Object detection is an easy task for humans. Children can start identifying typical objects, but teaching them to use the computer has been a challenging task for the past few years [1]. It identifies and localizes each instance of an object (like street signs, cars, persons, etc.,) within the field of view. Object detection aims at identifying the object in the images [2]. Object detection intends to identify each sample of the predefined classes and deliver its coarse localization in images by axis-aligned boxes [3]. It is seen as a supervised learning issue. Modern object detection methods have access to large labelled images for training and were assessed on different canonical benchmarks. Likewise, other tasks like motion prediction, classification, scene understanding, segmentation, etc. [4]. Were the basic issues in computer vision. Initial object detection techniques were constructed as an ensemble of handcrafted feature extractors like Histogram of Oriented Gradients (HOG), Viola-Jones detector, etc. Such techniques are inaccurate, slow, and poorly performed on unknown datasets [5].

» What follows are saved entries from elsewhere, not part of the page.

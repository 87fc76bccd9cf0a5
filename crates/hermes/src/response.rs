//! Response wrapper with content-type aware decoding and assertions.

use std::fmt;
use std::sync::OnceLock;

use bytes::Bytes;
use http::{header, HeaderMap, HeaderValue, StatusCode};
use serde::de::DeserializeOwned;
use serde_json::Value;

use crate::dump::RequestDump;
use crate::error::{ApiError, ApiResult};

/// Decoded response body.
#[derive(Debug, Clone, PartialEq)]
pub enum ResponseBody {
    /// Parsed JSON, for JSON content types.
    Json(Value),
    /// Text for every other content type.
    Text(String),
}

impl ResponseBody {
    /// Returns the JSON value, if the body was decoded as JSON.
    pub fn as_json(&self) -> Option<&Value> {
        match self {
            Self::Json(value) => Some(value),
            Self::Text(_) => None,
        }
    }

    /// Returns the text, if the body was decoded as text.
    pub fn as_text(&self) -> Option<&str> {
        match self {
            Self::Text(text) => Some(text),
            Self::Json(_) => None,
        }
    }
}

impl PartialEq<Value> for ResponseBody {
    fn eq(&self, other: &Value) -> bool {
        self.as_json() == Some(other)
    }
}

/// Immutable snapshot of a response.
///
/// The body is buffered in full at dispatch; decoding happens on the first
/// call to [`body`](Self::body) and is cached afterwards.
pub struct ApiResponse {
    status: StatusCode,
    headers: HeaderMap,
    body: Bytes,
    decoded: OnceLock<ResponseBody>,
    dump: Option<RequestDump>,
}

impl ApiResponse {
    /// Creates a response from raw parts.
    pub fn new(status: StatusCode, headers: HeaderMap, body: Bytes) -> Self {
        Self {
            status,
            headers,
            body,
            decoded: OnceLock::new(),
            dump: None,
        }
    }

    pub(crate) fn from_http(response: http::Response<Bytes>, dump: Option<RequestDump>) -> Self {
        let (parts, body) = response.into_parts();
        Self {
            dump,
            ..Self::new(parts.status, parts.headers, body)
        }
    }

    /// Returns the status code.
    #[must_use]
    pub fn status(&self) -> StatusCode {
        self.status
    }

    /// Returns the status code as a u16.
    #[must_use]
    pub fn status_code(&self) -> u16 {
        self.status.as_u16()
    }

    /// Returns true if the status is successful (2xx).
    #[must_use]
    pub fn is_success(&self) -> bool {
        self.status.is_success()
    }

    /// Returns true if the status is a client error (4xx).
    #[must_use]
    pub fn is_client_error(&self) -> bool {
        self.status.is_client_error()
    }

    /// Returns true if the status is a server error (5xx).
    #[must_use]
    pub fn is_server_error(&self) -> bool {
        self.status.is_server_error()
    }

    /// Returns a reference to the headers.
    #[must_use]
    pub fn headers(&self) -> &HeaderMap {
        &self.headers
    }

    /// Gets a header value by name, case-insensitively.
    #[must_use]
    pub fn header(&self, name: impl AsRef<str>) -> Option<&HeaderValue> {
        self.headers.get(name.as_ref())
    }

    /// Gets a header value as a string.
    #[must_use]
    pub fn header_str(&self, name: impl AsRef<str>) -> Option<&str> {
        self.header(name).and_then(|v| v.to_str().ok())
    }

    /// Returns the Content-Type header value.
    #[must_use]
    pub fn content_type(&self) -> Option<&str> {
        self.header_str(header::CONTENT_TYPE.as_str())
    }

    /// Returns true when the Content-Type is JSON (`application/json` or a
    /// `+json` structured suffix).
    #[must_use]
    pub fn is_json(&self) -> bool {
        self.content_type()
            .and_then(|ct| ct.parse::<mime::Mime>().ok())
            .is_some_and(|mime| {
                (mime.type_() == mime::APPLICATION && mime.subtype() == mime::JSON)
                    || mime.suffix() == Some(mime::JSON)
            })
    }

    /// Returns the decoded body.
    ///
    /// JSON content types are parsed into a [`Value`]; anything else is
    /// returned as text (invalid UTF-8 is replaced). An empty body is always
    /// `Text("")`.
    pub fn body(&self) -> ApiResult<&ResponseBody> {
        if let Some(decoded) = self.decoded.get() {
            return Ok(decoded);
        }

        let decoded = if self.is_json() && !self.body.is_empty() {
            ResponseBody::Json(serde_json::from_slice(&self.body)?)
        } else {
            ResponseBody::Text(String::from_utf8_lossy(&self.body).into_owned())
        };

        Ok(self.decoded.get_or_init(|| decoded))
    }

    /// Returns the raw body bytes.
    #[must_use]
    pub fn bytes(&self) -> &Bytes {
        &self.body
    }

    /// Returns the body as a string.
    ///
    /// Returns an error if the body is not valid UTF-8.
    pub fn text(&self) -> ApiResult<String> {
        String::from_utf8(self.body.to_vec()).map_err(|source| ApiError::InvalidText { source })
    }

    /// Deserializes the body as JSON, regardless of the Content-Type.
    pub fn json<T: DeserializeOwned>(&self) -> ApiResult<T> {
        Ok(serde_json::from_slice(&self.body)?)
    }

    /// Returns the wire form of the request, when it was dumped.
    #[must_use]
    pub fn request_dump(&self) -> Option<&RequestDump> {
        self.dump.as_ref()
    }

    // Assertion methods

    /// Asserts that the status code equals the expected value.
    ///
    /// # Panics
    ///
    /// Panics if the status code doesn't match.
    pub fn assert_status(&self, expected: StatusCode) -> &Self {
        assert_eq!(
            self.status, expected,
            "Expected status {}, got {}",
            expected, self.status
        );
        self
    }

    /// Asserts that the status code equals the expected u16 value.
    ///
    /// # Panics
    ///
    /// Panics if the status code doesn't match.
    pub fn assert_status_code(&self, expected: u16) -> &Self {
        assert_eq!(
            self.status.as_u16(),
            expected,
            "Expected status {}, got {}",
            expected,
            self.status.as_u16()
        );
        self
    }

    /// Asserts that the response is successful (2xx).
    ///
    /// # Panics
    ///
    /// Panics if the status is not 2xx.
    pub fn assert_success(&self) -> &Self {
        assert!(
            self.is_success(),
            "Expected success status, got {}",
            self.status
        );
        self
    }

    /// Asserts that a header exists with the expected value.
    ///
    /// # Panics
    ///
    /// Panics if the header doesn't exist or doesn't match.
    pub fn assert_header(&self, name: impl AsRef<str>, expected: impl AsRef<str>) -> &Self {
        let name = name.as_ref();
        let expected = expected.as_ref();
        let actual = self
            .header_str(name)
            .unwrap_or_else(|| panic!("Header '{}' not found", name));
        assert_eq!(
            actual, expected,
            "Header '{}': expected '{}', got '{}'",
            name, expected, actual
        );
        self
    }

    /// Asserts that the Content-Type header starts with `expected`.
    ///
    /// # Panics
    ///
    /// Panics if Content-Type is missing or doesn't match.
    pub fn assert_content_type(&self, expected: impl AsRef<str>) -> &Self {
        let expected = expected.as_ref();
        let actual = self
            .content_type()
            .unwrap_or_else(|| panic!("Content-Type header not found"));
        assert!(
            actual.starts_with(expected),
            "Content-Type: expected '{}', got '{}'",
            expected,
            actual
        );
        self
    }

    /// Asserts that the body contains the expected substring.
    ///
    /// # Panics
    ///
    /// Panics if the body doesn't contain the substring.
    pub fn assert_body_contains(&self, expected: impl AsRef<str>) -> &Self {
        let expected = expected.as_ref();
        let body = String::from_utf8_lossy(&self.body);
        assert!(
            body.contains(expected),
            "Body should contain '{}', got: {}",
            expected,
            body
        );
        self
    }

    /// Asserts that the body equals the expected string.
    ///
    /// # Panics
    ///
    /// Panics if the body doesn't match.
    pub fn assert_body_eq(&self, expected: impl AsRef<str>) -> &Self {
        let body = String::from_utf8_lossy(&self.body);
        assert_eq!(body, expected.as_ref(), "Body mismatch");
        self
    }

    /// Asserts that the JSON body matches the expected value.
    ///
    /// # Panics
    ///
    /// Panics if the body is not JSON or doesn't match.
    pub fn assert_json_eq(&self, expected: &Value) -> &Self {
        let actual = self.json_value();
        assert_eq!(&actual, expected, "JSON body mismatch");
        self
    }

    /// Asserts that a JSON field exists and equals the expected value.
    ///
    /// `path` is dot-separated; numeric segments index arrays
    /// (`items.0.name`).
    ///
    /// # Panics
    ///
    /// Panics if the field doesn't exist or doesn't match.
    pub fn assert_json_field(&self, path: impl AsRef<str>, expected: &Value) -> &Self {
        let path = path.as_ref();
        let json = self.json_value();
        let actual = json_path(&json, path).unwrap_or_else(|| {
            panic!("JSON path '{}' not found in: {:?}", path, json);
        });
        assert_eq!(
            actual, expected,
            "JSON field '{}': expected {:?}, got {:?}",
            path, expected, actual
        );
        self
    }

    fn json_value(&self) -> Value {
        match self.json::<Value>() {
            Ok(value) => value,
            Err(e) => panic!("Body should be valid JSON: {e}"),
        }
    }
}

impl fmt::Debug for ApiResponse {
    fn fmt(&self, f: &mut fmt::Formatter<'_>) -> fmt::Result {
        f.debug_struct("ApiResponse")
            .field("status", &self.status)
            .field("headers", &self.headers)
            .field("body_len", &self.body.len())
            .finish()
    }
}

/// Simple JSON path accessor.
fn json_path<'a>(value: &'a Value, path: &str) -> Option<&'a Value> {
    let mut current = value;
    for segment in path.split('.') {
        if segment.is_empty() {
            continue;
        }
        // Numeric segments index arrays: "items.0.name"
        current = match segment.parse::<usize>() {
            Ok(index) if current.is_array() => current.get(index)?,
            _ => current.get(segment)?,
        };
    }
    Some(current)
}

#[cfg(test)]
mod tests {
    use super::*;
    use serde_json::json;

    fn create_response(status: u16, content_type: &'static str, body: &str) -> ApiResponse {
        let mut headers = HeaderMap::new();
        headers.insert(header::CONTENT_TYPE, HeaderValue::from_static(content_type));
        ApiResponse::new(
            StatusCode::from_u16(status).unwrap(),
            headers,
            Bytes::from(body.to_string()),
        )
    }

    fn json_response(status: u16, body: &str) -> ApiResponse {
        create_response(status, "application/json", body)
    }

    #[test]
    fn test_status() {
        let response = json_response(200, "{}");
        assert_eq!(response.status(), StatusCode::OK);
        assert_eq!(response.status_code(), 200);
        assert!(response.is_success());
    }

    #[test]
    fn test_client_and_server_errors() {
        assert!(json_response(404, "{}").is_client_error());
        assert!(json_response(503, "{}").is_server_error());
        assert!(!json_response(503, "{}").is_success());
    }

    #[test]
    fn test_header_lookup_is_case_insensitive() {
        let response = json_response(200, "{}");
        assert_eq!(response.header_str("Content-Type"), Some("application/json"));
        assert_eq!(response.header_str("content-type"), Some("application/json"));
        assert!(response.header("x-missing").is_none());
    }

    #[test]
    fn test_json_body_is_decoded() {
        let response = json_response(200, r#"{"name":"Jefte","age":22}"#);
        let body = response.body().unwrap();
        assert_eq!(*body, json!({"name": "Jefte", "age": 22}));
    }

    #[test]
    fn test_structured_suffix_is_json() {
        let response = create_response(200, "application/problem+json; charset=utf-8", r#"{"a":1}"#);
        assert!(response.is_json());
        assert_eq!(response.body().unwrap().as_json(), Some(&json!({"a": 1})));
    }

    #[test]
    fn test_text_body() {
        let response = create_response(200, "text/plain", "hello");
        assert_eq!(response.body().unwrap().as_text(), Some("hello"));
    }

    #[test]
    fn test_text_rejects_invalid_utf8() {
        let response = ApiResponse::new(
            StatusCode::OK,
            HeaderMap::new(),
            Bytes::from_static(&[0x68, 0x69, 0xff]),
        );
        assert!(matches!(response.text(), Err(ApiError::InvalidText { .. })));
        assert_eq!(response.body().unwrap().as_text(), Some("hi\u{fffd}"));
    }

    #[test]
    fn test_empty_json_body_is_empty_text() {
        let response = json_response(204, "");
        assert_eq!(response.body().unwrap(), &ResponseBody::Text(String::new()));
    }

    #[test]
    fn test_malformed_json_fails_on_access() {
        let response = json_response(200, "{not json");
        assert!(matches!(response.body(), Err(ApiError::Decoding { .. })));
        assert_eq!(response.bytes().as_ref(), b"{not json");
    }

    #[test]
    fn test_body_is_cached() {
        let response = json_response(200, r#"{"a":1}"#);
        let first: *const ResponseBody = response.body().unwrap();
        let second: *const ResponseBody = response.body().unwrap();
        assert_eq!(first, second);
    }

    #[test]
    fn test_typed_json() {
        #[derive(serde::Deserialize)]
        struct User {
            name: String,
        }

        let response = json_response(200, r#"{"name":"Alice"}"#);
        let user: User = response.json().unwrap();
        assert_eq!(user.name, "Alice");
    }

    #[test]
    fn test_assertions_chain() {
        let response = json_response(201, r#"{"user":{"tags":["admin"]}}"#);
        response
            .assert_status(StatusCode::CREATED)
            .assert_status_code(201)
            .assert_success()
            .assert_header("content-type", "application/json")
            .assert_content_type("application/json")
            .assert_body_contains("admin")
            .assert_json_field("user.tags.0", &json!("admin"))
            .assert_json_eq(&json!({"user": {"tags": ["admin"]}}));
    }

    #[test]
    fn test_assert_body_eq() {
        create_response(200, "text/plain", "OK").assert_body_eq("OK");
    }

    #[test]
    #[should_panic(expected = "Expected status 404")]
    fn test_assert_status_panics() {
        json_response(200, "{}").assert_status(StatusCode::NOT_FOUND);
    }

    #[test]
    fn test_json_path() {
        let value = json!({
            "user": {
                "name": "Alice",
                "tags": ["admin", "user"]
            }
        });

        assert_eq!(json_path(&value, "user.name"), Some(&json!("Alice")));
        assert_eq!(json_path(&value, "user.tags.1"), Some(&json!("user")));
        assert_eq!(json_path(&value, "nonexistent"), None);
    }

    #[test]
    fn test_no_dump_by_default() {
        assert!(json_response(200, "{}").request_dump().is_none());
    }
}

Conversely, pollution relevant to solid waste mismanagement becomes a global concern [6]. In the past, the enormous production of disposable goods has led to a significant rise in waste; the European household waste report stated that 5.2 tonnes of waste are produced per inhabitant [7]. Also, by the year 2050, the World Bank predicts that it may exceed 3 billion tons per annum. These principles detail that various kinds of litter were dispersed freely in environments. Plastic waste is a main concern since it presents long-term environmental harm [8]. To prevent environmental pollution and, consequently, protect wild organisms and human life, immediate measures are necessary to enable wise segregation and collection of garbage. Machine learning (ML) is one way to support waste sorting [9]. Recently ML-related systems that can support sorting processes have been applied, hastening this procedure a result. After the success of implementing deep convolutional neural networks (DCNN) for image classification, object detection reached significant progress depending on deep learning (DL) methods [10]. The new DL-based techniques outperformed the conventional detection techniques by huge margins. Deep CNN is a biologically inspired structure for calculating hierarchical features.
This study designs an Entropy-based Feature Fusion using Deep Learning for Waste Object Detection and Classification (EFFDL-WODC) model. In the presented EFFDL-WODC system, two major procedures can be involved, such as waste object detection and waste object classification. For object detection, the EFFDL-WODC technique uses a YOLOv7 object detector with a fusion-based backbone network. In addition, entropy feature fusion-based models such as VGG-16, SqueezeNet, and NASNet models are used. Finally, the EFFDL-WODC technique uses a graph convolutional network (GCN) model executed for the classification of detected waste objects. The performance validation of the EFFDL-WODC algorithm was validated on the benchmark dataset.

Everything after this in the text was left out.